Midi input for SC?

Is there a standard way to input midi from a keyboard into a SC session or code editor?

I am thinking about the midi input from Frescobaldi/ Lilypond or Musescore where can play a midi keyboard and the notes appear in the editor or staff respectively .

I am also interested in some facility for midi looping where I play notes and they get assigned to a program change number for later running.

If I have to code what I want that’s ok, but shoulders of giants and all that.

Appreciate any thoughts!

I have some rather old code (over 12 years) that captures MIDI notes into a data structure. It probably doesn’t do everything that you want, but you could get some ideas from it.

This is all in the ddwMIDI quark.

To recheck it, I ran some MIDI notes out of Pure Data. Pd showed up as MIDIClient.sources[3].

ddwMIDI has its own way of addressing MIDI input devices (MIDIPort). When you init MIDIPort, you can pull some devices to the front – MIDIPort.init([3]) means that the third device in MIDIClient.sources becomes device 0 (default device) in MIDIPort.

Then:

r = MIDIRecSocket(0, TempoClock.default);
r.initRecord;

Now r is grabbing note on/off messages, until you stopRecord. This method returns the data.

b = r.stopRecord;
-> a MIDIRecBuf

b.dumpSeq;

MIDIRecBuf("buf601.0")
0 : [ 53, 0.20010301800005, 0.30231231300002, 0.50393700787402 ]
1 : [ 60, 0.19940607499996, 0.302256296, 0.50393700787402 ]
2 : [ 51, 0.20091244800005, 0.30381891100001, 0.50393700787402 ]
3 : [ 61, 0.20090130400001, 0.30378040400001, 0.50393700787402 ]

Then, a quick and dirty template to play back:

(
p = Pbind(
	\noteObj, b.asPattern,  // "a Pseq"
	[\midinote, \dur, \sustain, \amp], Pfunc { |ev|
		var note = ev[\noteObj];
		// freq is really note number
		// "gate" = velocity scaled to 0.0 - 1.0
		[note.freq, note.dur, note.length, note.gate]
	}
).play;
)

There are some other features in there, related to quantizing, and I also had a neat idea at that time about parsing chords and grace notes. But I ended up not going in that direction for my compositional work, so at this point, it’s abandon-ware.

Since it captures notes with timing, though, it may be useful for looping. (The problem I never solved with looping is that language-side processing is earlier than what you hear by s.latency seconds – so you’ll hit the MIDI button to stop recording and start looping based on the time you hear, but the bar line in the language has already passed. Loop playback, then, would have to skip over the first fraction of a beat and resync on the next note. It’s certainly a solvable problem; I just never finished it.)

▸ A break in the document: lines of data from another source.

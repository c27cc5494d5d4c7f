//! Chip families and bring-up configuration.
//!
//! The controller identifies itself only through the configured chip name;
//! the family derived from it decides how long the firmware needs to settle
//! after a download before the host may talk to it.

use {
    crate::{
        image::DEFAULT_LOAD_ADDRESS,
        port::baud::LineCaps,
        protocol::DeviceAddress,
    },
    std::{fmt, path::PathBuf, time::Duration},
};

/// Chip name assumed when none is configured.
pub const DEFAULT_CHIP_NAME: &str = "AT-WILC3000";

/// Rate the boot ROM listens at after reset.
pub const DEFAULT_BOOTROM_BAUD: u32 = 115_200;

/// Rate used while downloading the firmware.
pub const DEFAULT_DOWNLOAD_BAUD: u32 = 921_600;

/// Rate used once the firmware runs.
pub const DEFAULT_OPERATIONAL_BAUD: u32 = 921_600;

/// Firmware file looked up when none is configured.
pub const DEFAULT_FIRMWARE_FILE: &str = "wilc3000_bt_firmware.bin";

/// Known chip families.
#[derive(Debug, Clone, Copy, PartialEq, Eq, Hash, Default)]
#[cfg_attr(feature = "serde", derive(serde::Serialize))]
pub enum ChipFamily {
    /// Microchip (Atmel) WILC3000.
    #[default]
    Wilc3000,
    /// Broadcom BCM43241.
    Bcm43241,
    /// Any other controller.
    Generic,
}

impl ChipFamily {
    /// Identify the family from a chip name such as `AT-WILC3000`.
    ///
    /// Matching is case-insensitive and by substring, so vendor prefixes and
    /// revision suffixes are accepted. Unknown names map to
    /// [`ChipFamily::Generic`].
    pub fn from_name(name: &str) -> Self {
        let name = name.to_ascii_uppercase();
        if name.contains("WILC3000") {
            Self::Wilc3000
        } else if name.contains("BCM43241") {
            Self::Bcm43241
        } else {
            Self::Generic
        }
    }

    /// Time the firmware needs after download before it accepts commands.
    #[must_use]
    pub fn settlement_delay(&self) -> Duration {
        match self {
            Self::Wilc3000 | Self::Bcm43241 => Duration::from_millis(200),
            Self::Generic => Duration::from_millis(100),
        }
    }
}

impl fmt::Display for ChipFamily {
    fn fmt(&self, f: &mut fmt::Formatter<'_>) -> fmt::Result {
        match self {
            Self::Wilc3000 => write!(f, "WILC3000"),
            Self::Bcm43241 => write!(f, "BCM43241"),
            Self::Generic => write!(f, "Generic"),
        }
    }
}

/// Everything one bring-up session needs to know.
#[derive(Debug, Clone)]
pub struct BringupConfig {
    /// Firmware image to download.
    pub firmware_path: PathBuf,
    /// Download the firmware over the HCI link. When false the firmware was
    /// placed by another path and only the post-download steps run.
    pub download_over_uart: bool,
    /// Boot ROM rate.
    pub bootrom_baud: u32,
    /// Rate during download.
    pub download_baud: u32,
    /// Rate once the firmware runs.
    pub operational_baud: u32,
    /// RTS/CTS flow control at the operational rate.
    pub flow_control: bool,
    /// Host line limits used for baud matching.
    pub line: LineCaps,
    /// Address to program into the controller.
    pub device_address: Option<DeviceAddress>,
    /// Read and log the controller's own address at the end.
    pub read_controller_address: bool,
    /// Override for the family's settlement delay.
    pub settlement_delay: Option<Duration>,
    /// Controller address the image is loaded at.
    pub load_address: u32,
    /// Chip name, used to look up the family.
    pub chip_name: String,
}

impl BringupConfig {
    /// Create a configuration for the given image with default rates.
    pub fn new(firmware_path: impl Into<PathBuf>) -> Self {
        Self {
            firmware_path: firmware_path.into(),
            download_over_uart: true,
            bootrom_baud: DEFAULT_BOOTROM_BAUD,
            download_baud: DEFAULT_DOWNLOAD_BAUD,
            operational_baud: DEFAULT_OPERATIONAL_BAUD,
            flow_control: false,
            line: LineCaps::default(),
            device_address: None,
            read_controller_address: false,
            settlement_delay: None,
            load_address: DEFAULT_LOAD_ADDRESS,
            chip_name: DEFAULT_CHIP_NAME.to_string(),
        }
    }

    /// Set the boot ROM rate.
    #[must_use]
    pub fn with_bootrom_baud(mut self, baud: u32) -> Self {
        self.bootrom_baud = baud;
        self
    }

    /// Set the download rate.
    #[must_use]
    pub fn with_download_baud(mut self, baud: u32) -> Self {
        self.download_baud = baud;
        self
    }

    /// Set the operational rate.
    #[must_use]
    pub fn with_operational_baud(mut self, baud: u32) -> Self {
        self.operational_baud = baud;
        self
    }

    /// Enable flow control at the operational rate.
    #[must_use]
    pub fn with_flow_control(mut self, enabled: bool) -> Self {
        self.flow_control = enabled;
        self
    }

    /// Set the host line limits.
    #[must_use]
    pub fn with_line_caps(mut self, line: LineCaps) -> Self {
        self.line = line;
        self
    }

    /// Program this address once the firmware runs.
    #[must_use]
    pub fn with_device_address(mut self, address: Option<DeviceAddress>) -> Self {
        self.device_address = address;
        self
    }

    /// Read back the controller's address at the end.
    #[must_use]
    pub fn with_read_controller_address(mut self, enabled: bool) -> Self {
        self.read_controller_address = enabled;
        self
    }

    /// Skip the download; the firmware was placed by another path.
    #[must_use]
    pub fn with_external_download(mut self, external: bool) -> Self {
        self.download_over_uart = !external;
        self
    }

    /// Override the settlement delay.
    #[must_use]
    pub fn with_settlement_delay(mut self, delay: Option<Duration>) -> Self {
        self.settlement_delay = delay;
        self
    }

    /// Set the load address.
    #[must_use]
    pub fn with_load_address(mut self, address: u32) -> Self {
        self.load_address = address;
        self
    }

    /// Set the chip name.
    #[must_use]
    pub fn with_chip_name(mut self, name: impl Into<String>) -> Self {
        self.chip_name = name.into();
        self
    }

    /// Family derived from the chip name.
    pub fn family(&self) -> ChipFamily {
        ChipFamily::from_name(&self.chip_name)
    }

    /// Configured settlement delay, or the family's.
    pub fn effective_settlement_delay(&self) -> Duration {
        self.settlement_delay
            .unwrap_or_else(|| {
                self.family()
                    .settlement_delay()
            })
    }
}

impl Default for BringupConfig {
    fn default() -> Self {
        Self::new(DEFAULT_FIRMWARE_FILE)
    }
}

(PS One error in the code: it’s using clock.elapsedBeats to measure time when it really should be clock.beats.)

I don’t recall that anyone has done this, no.

hjh

If you just want to react to midi messages, the standard way would be to use the MIDIdef class that allows you to set up handlers for noteOn, noteOff, cc, pitchbend, sysex, program change, etc
There’s currently nothing in the supercollider eco system - to the best of my knowledge - that tries to analyze recorded midi information into notation-like data structures (e.g. to analyze the timings into standard rhythms).

For a midi looper, last summer I made a proof of concept - no doubt it will not be perfect, but you could try it and see if it goes in the direction you want: GitHub - shimpe/sc-midi-recorder: experiment with midi recording. If I remember well, it records and plays back notes and control changes, program changes, pitch bend/touch, etc and it also has provisions for recording to multiple tracks which then can be selectively muted/unmuted during playback, it can do some quantization on the recording and it comes with a small user interface.

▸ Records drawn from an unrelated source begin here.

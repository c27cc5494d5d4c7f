//! Firmware image handling.

pub mod firmware;

pub use firmware::{CHUNK_SIZE, DEFAULT_LOAD_ADDRESS, FirmwareChunk, FirmwareImage};
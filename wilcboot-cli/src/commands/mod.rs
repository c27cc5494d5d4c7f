//! Command implementations.
//!
//! Each subcommand is implemented in its own module for clean separation.

pub(crate) mod baud;
pub(crate) mod bringup;
pub(crate) mod completions;
pub(crate) mod ports;
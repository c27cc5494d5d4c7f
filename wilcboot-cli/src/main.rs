//! wilcboot CLI - Command-line tool for bringing up WILC combo radio controllers.
//!
//! ## Features
//!
//! - Download controller firmware over a serial HCI link
//! - Switch the line to its operational rate, with optional flow control
//! - Program or read back the device address
//! - Inspect how a baud rate would be produced
//! - Shell completion generation
//! - Environment variable and configuration file support

use {
    anyhow::Result,
    clap::{Parser, Subcommand},
    clap_complete::Shell,
    console::style,
    env_logger::Env,
    log::debug,
    std::{
        env,
        path::PathBuf,
        sync::atomic::{AtomicBool, Ordering},
    },
    wilcboot::{
        LineCaps,
        port::baud::{DEFAULT_BASE_CLOCK, DEFAULT_LINE_MAX},
    },
};

mod commands;
mod config;
mod serial;

use {
    commands::bringup::BringupArgs,
    config::Config,
};

/// Whether stderr is a terminal (set once at startup).
static STDERR_IS_TTY: AtomicBool = AtomicBool::new(true);

/// Check if emoji/animations should be used (TTY and colors enabled).
fn use_fancy_output() -> bool {
    STDERR_IS_TTY.load(Ordering::Relaxed) && console::colors_enabled_stderr()
}

/// Failures with a dedicated exit code.
#[derive(Debug, thiserror::Error)]
pub(crate) enum CliError {
    /// Invalid invocation or missing input (exit 2).
    #[error("{0}")]
    Usage(String),
    /// Invalid configuration value (exit 3).
    #[error("{0}")]
    Config(String),
    /// The serial device could not be opened (exit 4).
    #[error("{0}")]
    Device(String),
}

/// wilcboot - Firmware bring-up for WILC combo radio controllers.
///
/// Environment variables:
///   WILCBOOT_PORT       - Serial port
///   WILCBOOT_FIRMWARE   - Firmware image
///   WILCBOOT_BAUD       - Operational baud rate
///   WILCBOOT_ADDRESS    - Device address to program
///   WILCBOOT_CHIP       - Chip name
#[derive(Parser)]
#[command(name = "wilcboot")]
#[command(author, version, about, long_about = None)]
#[command(propagate_version = true)]
#[command(after_help = "Examples:\n  \
    wilcboot -p /dev/ttyS1 bringup wilc3000_bt_firmware.bin\n  \
    wilcboot bringup --operational-baud 3000000 --flow-control\n  \
    wilcboot baud 3000000 --json")]
pub(crate) struct Cli {
    /// Serial port to use (auto-selected when only one exists).
    #[arg(short, long, global = true, env = "WILCBOOT_PORT")]
    pub port: Option<String>,

    /// Verbose output level (-v, -vv for increasing detail).
    #[arg(short, long, global = true, action = clap::ArgAction::Count)]
    pub verbose: u8,

    /// Quiet mode (suppress non-essential output).
    #[arg(short, long, global = true)]
    pub quiet: bool,

    /// Path to a configuration file.
    #[arg(long = "config", global = true, value_name = "PATH")]
    pub config_path: Option<PathBuf>,

    #[command(subcommand)]
    pub command: Commands,
}

/// Available commands.
#[derive(Subcommand)]
pub(crate) enum Commands {
    /// Download firmware and bring the controller up.
    Bringup(BringupArgs),

    /// Show how a baud rate is produced on the host line.
    Baud {
        /// Rate to match.
        rate: u32,

        /// Highest native rate of the host UART.
        #[arg(long, value_name = "BAUD")]
        line_max: Option<u32>,

        /// Base clock of the host UART in Hz.
        #[arg(long, value_name = "HZ")]
        base_clock: Option<u32>,

        /// Output the plan as JSON to stdout.
        #[arg(long)]
        json: bool,
    },

    /// List available serial ports.
    ListPorts {
        /// Output port list as JSON to stdout.
        #[arg(long)]
        json: bool,
    },

    /// Generate shell completion scripts.
    Completions {
        /// Shell type (detected from $SHELL if not specified).
        #[arg(value_enum)]
        shell: Option<Shell>,
    },
}

/// Map an error to the process exit code.
fn exit_code_for_error(err: &anyhow::Error) -> i32 {
    for cause in err.chain() {
        if let Some(cli_err) = cause.downcast_ref::<CliError>() {
            return match cli_err {
                CliError::Usage(_) => 2,
                CliError::Config(_) => 3,
                CliError::Device(_) => 4,
            };
        }
        if let Some(wilcboot::Error::Config(_)) = cause.downcast_ref::<wilcboot::Error>() {
            return 3;
        }
    }
    1
}

fn init_logging(cli: &Cli) {
    let log_level = if cli.quiet {
        "warn"
    } else {
        match cli.verbose {
            0 => "info",
            1 => "debug",
            _ => "trace",
        }
    };
    env_logger::Builder::from_env(Env::default().default_filter_or(log_level))
        .format_target(cli.verbose >= 2)
        .format_timestamp(if cli.verbose >= 2 {
            Some(env_logger::TimestampPrecision::Millis)
        } else {
            None
        })
        .init();
}

fn run(cli: &Cli) -> Result<()> {
    debug!(
        "wilcboot v{} (verbose level: {})",
        env!("CARGO_PKG_VERSION"),
        cli.verbose
    );

    match &cli.command {
        Commands::Bringup(args) => {
            let config = load_config(cli);
            commands::bringup::cmd_bringup(cli, &config, args)
        },
        Commands::Baud {
            rate,
            line_max,
            base_clock,
            json,
        } => {
            let config = load_config(cli);
            let line = LineCaps {
                line_max: line_max
                    .or(config
                        .serial
                        .line_max)
                    .unwrap_or(DEFAULT_LINE_MAX),
                base_clock: base_clock
                    .or(config
                        .serial
                        .base_clock)
                    .unwrap_or(DEFAULT_BASE_CLOCK),
            };
            commands::baud::cmd_baud(*rate, line, *json)
        },
        Commands::ListPorts { json } => commands::ports::cmd_list_ports(*json),
        Commands::Completions { shell } => commands::completions::cmd_completions(*shell),
    }
}

fn load_config(cli: &Cli) -> Config {
    if let Some(ref path) = cli.config_path {
        Config::load_from_path(path)
    } else {
        Config::load()
    }
}

fn main() {
    // --- NO_COLOR and TTY detection (clig.dev best practice) ---
    let stderr_is_tty = console::Term::stderr().is_term();
    STDERR_IS_TTY.store(stderr_is_tty, Ordering::Relaxed);

    if env::var("NO_COLOR").is_ok() || !stderr_is_tty {
        console::set_colors_enabled(false);
        console::set_colors_enabled_stderr(false);
    }

    let cli = Cli::parse();
    init_logging(&cli);

    if let Err(err) = run(&cli) {
        eprintln!("{} {err:#}", style("Error:").red().bold());
        std::process::exit(exit_code_for_error(&err));
    }
}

If you are interested in reacting to midi with faders, buttons or other ui elements in supercollider last year I also made a small library to do just that: GitHub - shimpe/sc-midi-controls: bidirectional learning midi controls for supercollider This library supports reacting to cc, nrpn, rpn, sysex and has a “learning” mode to quickly get started with whatever midi device you have lying around. Other people have also worked on similar goals (without the learning, if I’m not mistaken) in the “modality” toolkit ( Modality Toolkit [Supported Controllers] ).

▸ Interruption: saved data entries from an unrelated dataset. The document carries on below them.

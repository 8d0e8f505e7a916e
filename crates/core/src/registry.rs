//! Session Registry
//!
//! Maps call ids to live conversation sessions and runs their turns. At most
//! one turn is in flight per call: `process_turn` test-and-sets
//! `AwaitingInput -> Processing` under the session's lock and rejects any
//! other attempt instead of queuing it. The lock is never held across the
//! model call, so calls proceed independently of each other.
//!
//! Transcript writes for one call are serialized by a second per-session
//! lock (the journal), acquired while the state lock is still held, so the
//! store receives turns in the same order they were appended in memory.
//! Store failures are logged and never interrupt the live conversation.

use crate::error::{ModelError, SessionError, StoreError};
use crate::llm_client::ModelClient;
use crate::session::{CallSession, CallStatus, EndReason, SessionSnapshot, SessionState, Turn};
use crate::transcript::TranscriptStore;
use chrono::Utc;
use std::collections::HashMap;
use std::sync::Arc;
use std::time::{Duration, Instant};
use tokio::sync::{Mutex, RwLock};
use tokio::task::JoinHandle;
use tokio::time::MissedTickBehavior;
use tracing::{Instrument, debug, info, instrument, warn};

pub const DEFAULT_FALLBACK_MESSAGE: &str = "I encountered an error, please try again.";

/// Tunables for the registry.
#[derive(Debug, Clone)]
pub struct RegistryConfig {
    /// Spoken in place of a reply when the model call fails.
    pub fallback_message: String,
    /// Upper bound on a single model call; expiry counts as a provider error.
    pub model_timeout: Duration,
    /// How long an ended call id stays blocked from re-registration.
    pub retired_retention: Duration,
    /// End successful turns in `Speaking` until `finish_speaking` is called.
    pub pipeline_speech: bool,
}

impl Default for RegistryConfig {
    fn default() -> Self {
        Self {
            fallback_message: DEFAULT_FALLBACK_MESSAGE.to_string(),
            model_timeout: Duration::from_secs(10),
            retired_retention: Duration::from_secs(24 * 60 * 60),
            pipeline_speech: false,
        }
    }
}

/// The outcome of an accepted turn.
#[derive(Debug, Clone, PartialEq, Eq)]
pub struct TurnReply {
    /// The agent reply, or the fallback message if the model failed.
    pub text: String,
    /// The session's `turn_counter` after this reply; `None` for a fallback.
    pub turn_index: Option<u64>,
}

Have fun with supercollider!

Thanks everyone for the information. It looks to me that I will have to write my own system, as I want something pretty specific, but looking at this code is super helpful. Probably a delightful way to start learning SuperCollider :wink:

(Basically: use a midi foot pedal like my Roland FC300 to send a cc that says “start recording”, record with the 88 keyboard, a cc to “stop recording”, assign the pattern to a program change control number, then fire off the pattern by sending the program change control number later. I want to do some fanciness using lower notes to “clock” the recording process and enable interesting polyphony.)